They may not be ready to decide a major or even what college they want to attend, but they are intensely curious about the world around them. With that in mind, Burckhard Seelig and the Diversity, Equity and Inclusion committee in the Department of Biochemistry, Molecular Biology and Biophysics, recently welcomed eighth graders from Heritage E-STEM Magnet School to campus in hopes of getting them excited about science.
“Our goal is to take the long view,” says Seelig. “We hope that these students can go to college, maybe even go to our college, and consider studying and pursuing a career related to biology. We hope coming to campus helps spark that interest for them.”
This is the second visit of students from Heritage E-STEM hosted by the BMBB DEI committee. In mid-November, the committee brought 30 students to campus with financial support from a CBS DEIJ microgrant. While on campus, they completed modules on protein structures (Elias and Seelig labs), took part in mini experiments in labs, took photos with Goldy Gopher and explored the CBS Conservatory & Botanical Collection.
“The group of students who went to the Conservatory right before lunch came to lunch about 20 minutes late,” says Seelig. “They were so interested and excited about the plants they were seeing that they wanted to stay. If they’re waiting to eat pizza because they’re excited about the plants, I’d say that’s a good thing!”

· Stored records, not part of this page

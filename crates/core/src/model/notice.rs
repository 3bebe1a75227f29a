use serde::{Deserialize, Serialize};

/// Short transient message surfaced to the user (a toast).
#[derive(Debug, Clone, PartialEq, Eq, Serialize, Deserialize)]
pub struct Notice {
    title: String,
    description: String,
}

impl Notice {
    #[must_use]
    pub fn new(title: impl Into<String>, description: impl Into<String>) -> Self {
        Self {
            title: title.into(),
            description: description.into(),
        }
    }

    #[must_use]
    pub fn assessment_complete() -> Self {
        Self::new(
            "Assessment Complete!",
            "Your personalized career insights are ready.",
        )
    }

    #[must_use]
    pub fn detailed_plan_coming_soon() -> Self {
        Self::new(
            "Feature coming soon!",
            "Detailed career plan generation will be available soon.",
        )
    }

    #[must_use]
    pub fn message_sent() -> Self {
        Self::new(
            "Message sent",
            "I'm analyzing your request and preparing a personalized response.",
        )
    }

    #[must_use]
    pub fn feature_coming_soon(feature: &str) -> Self {
        Self::new(
            "Coming Soon!",
            format!("{feature} will be available in the next update."),
        )
    }

    #[must_use]
    pub fn beta_feature(feature: &str) -> Self {
        Self::new(
            "Beta Feature",
            format!("{feature} is in beta. Your feedback is valuable!"),
        )
    }

    #[must_use]
    pub fn pro_coming_soon() -> Self {
        Self::new("Coming Soon!", "Pro features will be available soon.")
    }

    #[must_use]
    pub fn title(&self) -> &str {
        &self.title
    }

    #[must_use]
    pub fn description(&self) -> &str {
        &self.description
    }
}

In addition to bringing students to campus, three of our current BMBB graduate students together with Seelig went to Heritage E-STEM the week prior to introduce themselves and give an overview of what their time on campus would look like. They also had the students conduct a quick experiment, swabbing a surface near them and putting it on a Petri dish to see what would grow. The results offered an entry point to connection between our graduate students and the eighth graders.
“When the eighth graders got here, they tended to be more quiet and subdued,” Seelig says. “But as soon as I asked about their Petri dishes, they lit up, telling us all about what grew after they conducted their swabs. It helped them come out of their shells a bit.”
These types of connections are exactly what Seelig and his colleagues hope the students get out of their time coming to campus.
“I really hope they enjoyed the day, but this is not just to entertain them,” Seelig says. “Our hope is that they’ll take it home and talk to their parents or siblings about it.”
Students explore some of the plant life at the CBS Conservatory.
Burckhard Seelig and students conduct mini experiments in the lab.
Goldy Gopher and a student compete in a pushup contest.